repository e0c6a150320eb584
//! Document assembly: joins reconstructed pages, normalizes the text and decides
//! whether there is enough of it to analyze.

use serde::Serialize;

/// Upper bound on stored/analyzed text. Longer documents are cut, never rejected.
pub const MAX_TEXT_CHARS: usize = 150_000;

/// Below this many normalized characters a document is treated as image-only.
pub const MIN_READABLE_CHARS: usize = 50;

#[derive(Debug, Clone, Copy, PartialEq, Eq, Serialize)]
#[serde(rename_all = "snake_case")]
pub enum Readability {
    Readable,
    Unreadable,
}

/// Text of one uploaded document, ready for analysis.
#[derive(Debug, Clone)]
pub struct AssembledDocument {
    /// Pages concatenated in order, trimmed.
    pub raw_text: String,
    /// Printable ASCII plus newlines and tabs, single-spaced, trimmed and capped
    /// at `MAX_TEXT_CHARS`.
    pub normalized_text: String,
    pub verdict: Readability,
}

impl AssembledDocument {
    pub fn is_readable(&self) -> bool {
        self.verdict == Readability::Readable
    }
}

/// Strips everything outside printable ASCII, collapses runs of spaces and trims.
///
/// `\n` and `\t` are kept so the line structure produced by page reconstruction
/// survives. Applying this twice is a no-op.
pub fn normalize(text: &str) -> String {
    let mut out = String::with_capacity(text.len());
    let mut prev_space = false;

    for c in text.chars().filter(|&c| is_kept(c)) {
        if c == ' ' {
            if prev_space {
                continue;
            }
            prev_space = true;
        } else {
            prev_space = false;
        }
        out.push(c);
    }

    out.trim().to_string()
}

fn is_kept(c: char) -> bool {
    matches!(c, ' '..='~' | '\n' | '\t')
}

/// Builds the document from already-reconstructed pages, in the order given.
pub fn assemble(pages: &[String]) -> AssembledDocument {
    let raw_text = pages.concat().trim().to_string();
    let mut normalized_text = normalize(&raw_text);
    truncate_chars(&mut normalized_text, MAX_TEXT_CHARS);

    let verdict = if normalized_text.chars().count() >= MIN_READABLE_CHARS {
        Readability::Readable
    } else {
        Readability::Unreadable
    };

    AssembledDocument {
        raw_text,
        normalized_text,
        verdict,
    }
}

fn truncate_chars(text: &mut String, max_chars: usize) {
    if let Some((idx, _)) = text.char_indices().nth(max_chars) {
        text.truncate(idx);
    }
}
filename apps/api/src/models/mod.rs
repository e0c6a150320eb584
pub mod resume;
use axum::Json;
use serde_json::{json, Value};

/// GET /health
/// Returns a simple status object with service version.
pub async fn health_handler() -> Json<Value> {
    Json(json!({
        "status": "ok",
        "version": env!("CARGO_PKG_VERSION"),
        "service": "resumai-api"
    }))
}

▶ [Exercise objective] The expected answer is a copy of each line in the records that holds the word "false".

▶ [Reply to the task]
    let mut prev_space = false;
            prev_space = false;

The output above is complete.